最初にフリーズを目にした時、「パソコン壊れた」と本気で慌てたエドワードだ。高校時代にPCの授業があった事にはあったのだが、エドワードは起動とアプリケーションの立ち上げと保存とコピーとペーストと印刷と終了、そして電源の切り方しか覚えなかった。フリーズが多発するようになって、最近ようやく再起動のコマンドを覚えた。要は素人なのだ。

「ぁぁあああぅ……」

切なく鳴いてみても、消えてしまったレポートは還ってこない。なんで保存しとかなかったんだろう、とフリーズを起こす度に胸を絞め上げる後悔の思いで、今日もまた心が絞め上げられた。自分には学習能力がないのかもしれないと毎回がっかりするのだから、学習能力はやはり皆無なんだろう。

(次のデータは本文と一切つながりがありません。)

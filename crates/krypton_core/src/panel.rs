//! Client for the panel's two upstream endpoints.

use std::time::Duration;

use krypton_datamodel::remote::{ServerConfig, ValidateResponse};
use reqwest::header::{self, HeaderMap};

use crate::config::KryptonRemote;
use crate::error::{Error, Result};

const FETCH_TIMEOUT: Duration = Duration::from_secs(10);
const FETCH_ATTEMPTS: u32 = 3;
const VALIDATE_TIMEOUT: Duration = Duration::from_secs(5);

/// Back-off before retry `attempt` (1-based): linear, one second per attempt.
fn retry_delay(attempt: u32) -> Duration {
    Duration::from_secs(u64::from(attempt))
}

pub struct PanelClient {
    http: reqwest::Client,
    app_url: String,
}

impl PanelClient {
    pub fn new(remote: &KryptonRemote) -> Result<Self> {
        let mut headers = HeaderMap::new();
        let bearer = format!("Bearer {}", remote.api_key)
            .parse()
            .map_err(|_| Error::Internal("panel api key is not a valid header value".into()))?;
        headers.insert(header::AUTHORIZATION, bearer);

        let http = reqwest::Client::builder()
            .user_agent(concat!("krypton/", env!("CARGO_PKG_VERSION")))
            .default_headers(headers)
            .build()
            .map_err(|e| Error::Internal(format!("failed to build panel client: {e}")))?;

        Ok(Self {
            http,
            app_url: remote.app_url.trim_end_matches('/').to_owned(),
        })
    }

    fn config_url(&self, server_id: &str) -> String {
        format!("{}/api/servers/{}/config", self.app_url, server_id)
    }

    fn validate_url(&self, server_id: &str, token: &str) -> String {
        format!("{}/api/servers/{}/validate/{}", self.app_url, server_id, token)
    }

    /// Fetch the authoritative server configuration, retrying transient
    /// failures with linear back-off.
    pub async fn fetch_config(&self, server_id: &str) -> Result<ServerConfig> {
        let url = self.config_url(server_id);

        for attempt in 1..=FETCH_ATTEMPTS {
            match self.try_fetch_config(&url).await {
                Ok(config) => return Ok(config),
                Err(e) => {
                    tracing::warn!(
                        "config fetch for {server_id} failed (attempt {attempt}/{FETCH_ATTEMPTS}): {e}"
                    );
                    if attempt < FETCH_ATTEMPTS {
                        tokio::time::sleep(retry_delay(attempt)).await;
                    }
                }
            }
        }

        Err(Error::PanelUnavailable)
    }

    async fn try_fetch_config(&self, url: &str) -> Result<ServerConfig> {
        let response = self
            .http
            .get(url)
            .timeout(FETCH_TIMEOUT)
            .send()
            .await
            .map_err(|e| Error::Internal(format!("panel transport failure: {e}")))?;

        if !response.status().is_success() {
            return Err(Error::Internal(format!(
                "panel answered {} for {url}",
                response.status()
            )));
        }

        response
            .json::<ServerConfig>()
            .await
            .map_err(|e| Error::Internal(format!("panel sent an unparsable config: {e}")))
    }

    /// Check a session token with the panel. Single attempt; every failure
    /// mode is an unvalidated verdict, never an error.
    pub async fn validate(&self, server_id: &str, token: &str) -> bool {
        let url = self.validate_url(server_id, token);

        let response = match self.http.get(&url).timeout(VALIDATE_TIMEOUT).send().await {
            Ok(r) => r,
            Err(e) => {
                tracing::debug!("validate transport failure for {server_id}: {e}");
                return false;
            }
        };

        if !response.status().is_success() {
            tracing::debug!("panel answered {} to validate for {server_id}", response.status());
            return false;
        }

        match response.json::<ValidateResponse>().await {
            Ok(body) => body.validated,
            Err(e) => {
                tracing::debug!("unparsable validate response for {server_id}: {e}");
                false
            }
        }
    }
}

#[cfg(test)]
mod tests {
    use super::*;

    fn client() -> PanelClient {
        PanelClient::new(&KryptonRemote {
            app_url: "http://panel.local/".to_owned(),
            api_key: "k".to_owned(),
        })
        .unwrap()
    }

    #[test]
    fn urls_are_built_without_a_doubled_slash() {
        let client = client();
        assert_eq!(
            client.config_url("s1"),
            "http://panel.local/api/servers/s1/config"
        );
        assert_eq!(
            client.validate_url("s1", "tok"),
            "http://panel.local/api/servers/s1/validate/tok"
        );
    }

    #[test]
    fn backoff_is_linear_in_the_attempt_number() {
        assert_eq!(retry_delay(1), Duration::from_secs(1));
        assert_eq!(retry_delay(2), Duration::from_secs(2));
        assert_eq!(retry_delay(3), Duration::from_secs(3));
    }
}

フリーズのショックで、殆ど完成状態だったレポートの文面も頭から飛んでしまった。エドワードは項垂れながらも、再起動させたPCのキーを再び叩き出した。指が不自然に重く感じるのは気のせいではないだろう。吐息ではなく、魂が抜け出しているような重い溜め息が知らず漏れていた。

最初に購入費をケチった自分が悪いのだが、毎度こうだと流石に疲れるし効率も悪い。バイト代が入ったら新しいPCに買い換えるべきなのか――そう悩んでいたエドワードのところに「貰い物の2GBのメモリがあんだけど、いる?」と友人からメールが届いたのは、戦々恐々しながらどうにかレポートを仕上げた、その日の夜だった。